By: Terry Woster, The Daily Republic
Our younger son just returned from traveling through England, Scotland and Ireland, and I’m not even thinking “So, Nancy and I have been working for something like 45 years now and we’ve never so much as thought about getting passports, much less using them.”
Actually, I was rather impressed with how carefully his travel was scheduled, with train times and rental car pickups and hotel check-ins and all that stuff jotted down well in advance of the day the kid drove to the airport to catch a flight across the ocean. Andy and Katie seemed to have a lot of time to wander where they wished, but the essentials were scripted to the final period on the last day of the trip.
I have a granddaughter who desperately wants to go to London, and I think she’s going to get her wish one of these years. I wouldn’t mind going to London, although I’d much rather travel to Ireland, actually, especially after a retired newspaper editor and long-time friend returned from a trip to tell me nobody who works with words can possibly not go to a country that puts its writers on its folding money instead of its politicians. But I’ve not been jealous about my younger son’s travels.

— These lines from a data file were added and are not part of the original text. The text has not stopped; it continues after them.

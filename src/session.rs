//! Session state model.
//!
//! A [`Session`] is one end-to-end run of the drafting/review pipeline for a
//! single request. It is mutated exclusively through the workflow engine and
//! the approval gate; every committed mutation bumps `version` and produces
//! a new checkpoint, so a session is always the logical projection of the
//! latest checkpoint in its chain.
//!
//! ## Invariants
//!
//! - `iteration_count <= max_iterations` at all times; forced escalation
//!   reaches the bound and halts, it never exceeds it.
//! - `draft_history` versions are strictly increasing with no gaps.
//! - `status` only changes along the edges in [`crate::supervisor`].
//! - `version` strictly increases on every persisted mutation.

use std::collections::BTreeMap;
use std::fmt;
use std::str::FromStr;

use chrono::{DateTime, Utc};
use serde::{Deserialize, Serialize};
use uuid::Uuid;

use crate::config::SessionConfig;

/// Stable identity of a session.
pub type SessionId = Uuid;

/// Roles that can act on a session.
///
/// The four reviewer roles form the fixed pipeline; `Supervisor` and `Human`
/// appear in the debate log and draft history but are never dispatched
/// through the capability registry.
#[derive(
    Debug, Clone, Copy, PartialEq, Eq, Hash, PartialOrd, Ord, Serialize, Deserialize,
)]
#[serde(rename_all = "snake_case")]
pub enum Role {
    Drafting,
    ClinicalCritic,
    SafetyGuardian,
    Empathy,
    Supervisor,
    Human,
}

impl Role {
    pub fn as_str(&self) -> &'static str {
        match self {
            Self::Drafting => "drafting",
            Self::ClinicalCritic => "clinical_critic",
            Self::SafetyGuardian => "safety_guardian",
            Self::Empathy => "empathy",
            Self::Supervisor => "supervisor",
            Self::Human => "human",
        }
    }

    /// Check if this role is dispatched through the capability registry.
    pub fn is_reviewer(&self) -> bool {
        matches!(
            self,
            Self::Drafting | Self::ClinicalCritic | Self::SafetyGuardian | Self::Empathy
        )
    }

    /// The closed set of reviewer roles, in pipeline order.
    pub fn reviewers() -> [Role; 4] {
        [
            Self::Drafting,
            Self::ClinicalCritic,
            Self::SafetyGuardian,
            Self::Empathy,
        ]
    }
}

impl fmt::Display for Role {
    fn fmt(&self, f: &mut fmt::Formatter<'_>) -> fmt::Result {
        write!(f, "{}", self.as_str())
    }
}

impl FromStr for Role {
    type Err = String;

    fn from_str(s: &str) -> Result<Self, Self::Err> {
        match s {
            "drafting" => Ok(Self::Drafting),
            "clinical_critic" => Ok(Self::ClinicalCritic),
            "safety_guardian" => Ok(Self::SafetyGuardian),
            "empathy" => Ok(Self::Empathy),
            "supervisor" => Ok(Self::Supervisor),
            "human" => Ok(Self::Human),
            _ => Err(format!("Invalid role: {}", s)),
        }
    }
}

/// Workflow status of a session.
///
/// `HumanEditing` is a presentation-layer alias of `PendingHumanReview` used
/// while an editor composes edits; the engine never produces it and treats
/// it exactly like `PendingHumanReview`.
#[derive(Debug, Clone, Copy, PartialEq, Eq, Hash, Serialize, Deserialize)]
#[serde(rename_all = "snake_case")]
pub enum SessionStatus {
    Drafting,
    ClinicalReview,
    SafetyReview,
    EmpathyReview,
    Evaluate,
    PendingHumanReview,
    HumanEditing,
    Approved,
    Rejected,
    Failed,
}

impl SessionStatus {
    pub fn as_str(&self) -> &'static str {
        match self {
            Self::Drafting => "drafting",
            Self::ClinicalReview => "clinical_review",
            Self::SafetyReview => "safety_review",
            Self::EmpathyReview => "empathy_review",
            Self::Evaluate => "evaluate",
            Self::PendingHumanReview => "pending_human_review",
            Self::HumanEditing => "human_editing",
            Self::Approved => "approved",
            Self::Rejected => "rejected",
            Self::Failed => "failed",
        }
    }

    /// Terminal states accept no further mutation.
    pub fn is_terminal(&self) -> bool {
        matches!(self, Self::Approved | Self::Rejected | Self::Failed)
    }

    /// Check if the session is halted awaiting an external human signal.
    pub fn is_awaiting_human(&self) -> bool {
        matches!(self, Self::PendingHumanReview | Self::HumanEditing)
    }

    /// Check if this is one of the four capability-driven review states.
    pub fn is_review(&self) -> bool {
        matches!(
            self,
            Self::Drafting | Self::ClinicalReview | Self::SafetyReview | Self::EmpathyReview
        )
    }
}

impl fmt::Display for SessionStatus {
    fn fmt(&self, f: &mut fmt::Formatter<'_>) -> fmt::Result {
        write!(f, "{}", self.as_str())
    }
}

impl FromStr for SessionStatus {
    type Err = String;

    fn from_str(s: &str) -> Result<Self, Self::Err> {
        match s {
            "drafting" => Ok(Self::Drafting),
            "clinical_review" => Ok(Self::ClinicalReview),
            "safety_review" => Ok(Self::SafetyReview),
            "empathy_review" => Ok(Self::EmpathyReview),
            "evaluate" => Ok(Self::Evaluate),
            "pending_human_review" => Ok(Self::PendingHumanReview),
            "human_editing" => Ok(Self::HumanEditing),
            "approved" => Ok(Self::Approved),
            "rejected" => Ok(Self::Rejected),
            "failed" => Ok(Self::Failed),
            _ => Err(format!("Invalid session status: {}", s)),
        }
    }
}

/// The original request a session works toward.
#[derive(Debug, Clone, PartialEq, Eq, Serialize, Deserialize)]
pub struct Goal {
    /// The request text.
    pub intent: String,
    /// Optional additional context supplied at intake.
    #[serde(default, skip_serializing_if = "Option::is_none")]
    pub context: Option<String>,
}

impl Goal {
    pub fn new(intent: impl Into<String>) -> Self {
        Self {
            intent: intent.into(),
            context: None,
        }
    }

    pub fn with_context(mut self, context: impl Into<String>) -> Self {
        self.context = Some(context.into());
        self
    }
}

/// One versioned entry in the draft history.
#[derive(Debug, Clone, PartialEq, Serialize, Deserialize)]
pub struct DraftVersion {
    /// Strictly increasing, 1-based.
    pub version: u32,
    pub content: String,
    /// Role that contributed this version.
    pub role: Role,
    #[serde(default, skip_serializing_if = "Option::is_none")]
    pub changes_summary: Option<String>,
    pub created_at: DateTime<Utc>,
}

/// Most recent structured feedback from one reviewer role.
#[derive(Debug, Clone, PartialEq, Serialize, Deserialize)]
pub struct ReviewFinding {
    pub role: Role,
    /// 0-10 scale.
    pub score: f64,
    pub narrative: String,
    #[serde(default)]
    pub suggestions: Vec<String>,
    /// Iteration this finding belongs to. Gate evaluation only counts
    /// findings from the current iteration.
    pub iteration: u32,
    pub recorded_at: DateTime<Utc>,
}

/// Severity of a safety flag. Ordering follows declaration order, so
/// `Critical` compares greatest.
#[derive(
    Debug, Clone, Copy, PartialEq, Eq, Hash, PartialOrd, Ord, Serialize, Deserialize,
)]
#[serde(rename_all = "snake_case")]
pub enum FlagSeverity {
    Low,
    Medium,
    High,
    Critical,
}

impl FlagSeverity {
    pub fn as_str(&self) -> &'static str {
        match self {
            Self::Low => "low",
            Self::Medium => "medium",
            Self::High => "high",
            Self::Critical => "critical",
        }
    }

    /// High and critical flags block the quality gate.
    pub fn is_blocking(&self) -> bool {
        matches!(self, Self::High | Self::Critical)
    }
}

impl fmt::Display for FlagSeverity {
    fn fmt(&self, f: &mut fmt::Formatter<'_>) -> fmt::Result {
        write!(f, "{}", self.as_str())
    }
}

/// Kinds of safety concern a flag can record.
#[derive(Debug, Clone, Copy, PartialEq, Eq, Hash, Serialize, Deserialize)]
#[serde(rename_all = "snake_case")]
pub enum FlagType {
    SelfHarmRisk,
    MedicalAdviceViolation,
    EthicalPolicyBreach,
    InappropriateContent,
    TriggeringLanguage,
    ProfessionalBoundaryIssue,
}

/// A safety concern raised during review.
#[derive(Debug, Clone, PartialEq, Serialize, Deserialize)]
pub struct SafetyFlag {
    pub id: Uuid,
    pub flag_type: FlagType,
    pub severity: FlagSeverity,
    pub details: String,
    #[serde(default)]
    pub resolved: bool,
    #[serde(default, skip_serializing_if = "Option::is_none")]
    pub resolution_notes: Option<String>,
    pub flagged_at: DateTime<Utc>,
}

/// Classification of a debate message.
#[derive(Debug, Clone, Copy, PartialEq, Eq, Hash, Serialize, Deserialize)]
#[serde(rename_all = "snake_case")]
pub enum DebateMessageType {
    Critique,
    Suggestion,
    Agreement,
    Disagreement,
    Question,
}

/// One inter-role message in the append-only debate log.
#[derive(Debug, Clone, PartialEq, Serialize, Deserialize)]
pub struct DebateEntry {
    pub from_role: Role,
    /// None means broadcast.
    #[serde(default, skip_serializing_if = "Option::is_none")]
    pub to_role: Option<Role>,
    pub message: String,
    pub message_type: DebateMessageType,
    pub iteration: u32,
    pub timestamp: DateTime<Utc>,
}

/// Record of one supervisor or human routing outcome, kept for operator
/// visibility.
#[derive(Debug, Clone, PartialEq, Serialize, Deserialize)]
pub struct RoutingDecision {
    /// The status the session was routed to.
    pub decision: SessionStatus,
    pub reasoning: String,
    /// Iteration that was evaluated when the decision was made.
    pub iteration: u32,
    /// True for forced escalation and operator cancellation.
    #[serde(default)]
    pub forced: bool,
    pub decided_at: DateTime<Utc>,
}

/// Why a session reached FAILED.
#[derive(Debug, Clone, PartialEq, Serialize, Deserialize)]
pub struct FailureInfo {
    /// The role whose capability failed, if the failure came from a
    /// capability call.
    #[serde(default, skip_serializing_if = "Option::is_none")]
    pub role: Option<Role>,
    pub reason: String,
}

/// One end-to-end run of the drafting/review pipeline.
#[derive(Debug, Clone, PartialEq, Serialize, Deserialize)]
pub struct Session {
    pub session_id: SessionId,
    pub goal: Goal,
    pub current_draft: String,
    /// Append-only, strictly increasing versions.
    pub draft_history: Vec<DraftVersion>,
    /// Most recent finding per role.
    pub review_findings: BTreeMap<Role, ReviewFinding>,
    pub unresolved_flags: Vec<SafetyFlag>,
    pub iteration_count: u32,
    pub max_iterations: u32,
    pub status: SessionStatus,
    /// The role expected to act next.
    pub active_role: Role,
    /// Append-only inter-role debate log.
    pub debate_log: Vec<DebateEntry>,
    /// Append-only routing decision log.
    pub decisions: Vec<RoutingDecision>,
    /// Feedback context carried into the next drafting pass.
    pub revision_notes: Vec<String>,
    #[serde(default, skip_serializing_if = "Option::is_none")]
    pub human_feedback: Option<String>,
    /// Set when the iteration budget was exhausted without meeting the
    /// thresholds and the session was halted for review anyway.
    #[serde(default)]
    pub force_escalated: bool,
    #[serde(default, skip_serializing_if = "Option::is_none")]
    pub failure: Option<FailureInfo>,
    /// Monotonic concurrency-control token, bumped by the store on commit.
    pub version: u64,
    /// Frozen at creation time.
    pub config: SessionConfig,
    pub created_at: DateTime<Utc>,
    pub updated_at: DateTime<Utc>,
}

impl Session {
    /// Create a fresh session at the start of the pipeline.
    pub fn new(goal: Goal, config: SessionConfig) -> Self {
        let now = Utc::now();
        Self {
            session_id: Uuid::new_v4(),
            goal,
            current_draft: String::new(),
            draft_history: Vec::new(),
            review_findings: BTreeMap::new(),
            unresolved_flags: Vec::new(),
            iteration_count: 0,
            max_iterations: config.max_iterations,
            status: SessionStatus::Drafting,
            active_role: Role::Drafting,
            debate_log: Vec::new(),
            decisions: Vec::new(),
            revision_notes: Vec::new(),
            human_feedback: None,
            force_escalated: false,
            failure: None,
            version: 0,
            config,
            created_at: now,
            updated_at: now,
        }
    }

    /// Replacement snapshot for a session whose stored snapshot can no
    /// longer be read. Carries no recovered state, only the identity and
    /// the failure reason.
    pub fn failed_tombstone(session_id: SessionId, reason: &str) -> Self {
        let mut session = Self::new(Goal::new(""), SessionConfig::default());
        session.session_id = session_id;
        session.status = SessionStatus::Failed;
        session.failure = Some(FailureInfo {
            role: None,
            reason: reason.to_string(),
        });
        session
    }

    pub fn is_terminal(&self) -> bool {
        self.status.is_terminal()
    }

    /// Next draft version number. 1-based, gapless.
    pub fn next_draft_version(&self) -> u32 {
        self.draft_history.last().map_or(1, |d| d.version + 1)
    }

    /// Append a new draft version and make it current.
    pub fn record_draft(
        &mut self,
        content: impl Into<String>,
        role: Role,
        changes_summary: Option<String>,
    ) {
        let content = content.into();
        self.draft_history.push(DraftVersion {
            version: self.next_draft_version(),
            content: content.clone(),
            role,
            changes_summary,
            created_at: Utc::now(),
        });
        self.current_draft = content;
    }

    /// Replace the most recent finding for the finding's role.
    pub fn record_finding(&mut self, finding: ReviewFinding) {
        self.review_findings.insert(finding.role, finding);
    }

    /// Finding for a role, only if it belongs to the given iteration.
    pub fn finding_for_iteration(&self, role: Role, iteration: u32) -> Option<&ReviewFinding> {
        self.review_findings
            .get(&role)
            .filter(|f| f.iteration == iteration)
    }

    /// Highest severity among unresolved flags, if any.
    pub fn max_unresolved_severity(&self) -> Option<FlagSeverity> {
        self.unresolved_flags
            .iter()
            .filter(|f| !f.resolved)
            .map(|f| f.severity)
            .max()
    }

    /// Check if any unresolved flag blocks the quality gate.
    pub fn has_blocking_flags(&self) -> bool {
        self.max_unresolved_severity()
            .is_some_and(|s| s.is_blocking())
    }

    /// Latest score per role, for notifications and operator views.
    pub fn scores(&self) -> BTreeMap<Role, f64> {
        self.review_findings
            .iter()
            .map(|(role, finding)| (*role, finding.score))
            .collect()
    }

    /// First `max_chars` characters of the current draft.
    pub fn draft_preview(&self, max_chars: usize) -> String {
        self.current_draft.chars().take(max_chars).collect()
    }
}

What I’ve been thinking about is the finely scheduled itinerary. There must have been a genetic breakdown somewhere along the line. Andy, after all, is a grandson of Henry Woster, the man who made trip planning both a science and an unpredictable adventure when he tossed his young children into the old station wagon, held the door for his wife to climb into the passenger seat and then got behind the wheel and pointed the nose (the Pontiac nose with that swept-wing super-jet hood ornament) east or west or north or whatever direction he’d picked for the annual vacation.
Henry Woster planned vacation destinations. And he planned carefully, going so far as to send away to AAA Motor Club for a map that folded page by page, each page a section of the trip with the best route marked with a brightly colored line. It was global positioning before the Apollo and Sputnik and booster rockets and moon walks. He didn’t mind sharing his trip map with us kids. He did mind when we didn’t get it folded all nice and flat the way he always managed to fold it. (Maybe a computer screen and a pleasant voice offering directions isn’t such a bad advancement in technology after all.)
What Henry Woster never seemed to think needed planning was the logistics of the trip. Anyone who has responded to a disaster knows logistics matters. People need to be fed. They need places to sleep. They need gas and, you know, whatever else. I only took two years of Army ROTC in college, but that was enough for me to learn this: You don’t outrun your supply lines.
Sometimes we’d start a day’s journey needing (why we needed to do it, I never knew) to make 600 miles that day to hit the town Henry Woster decided needed to be reached that day. Good plan. But five kids, one station wagon, 600 miles? Where would we eat? Where would we find restrooms? Where would we, oh, pause to stretch our legs and run off some energy? Great questions. Quite often the answer was, “Oh, there’ll be a spot down the road a ways.” Five kids can become pretty restless waiting to get down the road a ways.
Henry Woster had great faith, never more so than when he’d plot his 600-mile-day destination on the map and take it for granted we’d find a motel with room for seven people when we rolled into the city at sundown or after. Salt Lake City can be a tough place to find rooms late at night. So can Cody, Wyo., and that funny little town just up the road from Niagara Falls.
I still have vivid memories of neon “No Vacancy” signs flashing past in the gathering darkness, and when we studied that supply-line thing in ROTC, I thought of my dad and his wild family vacations.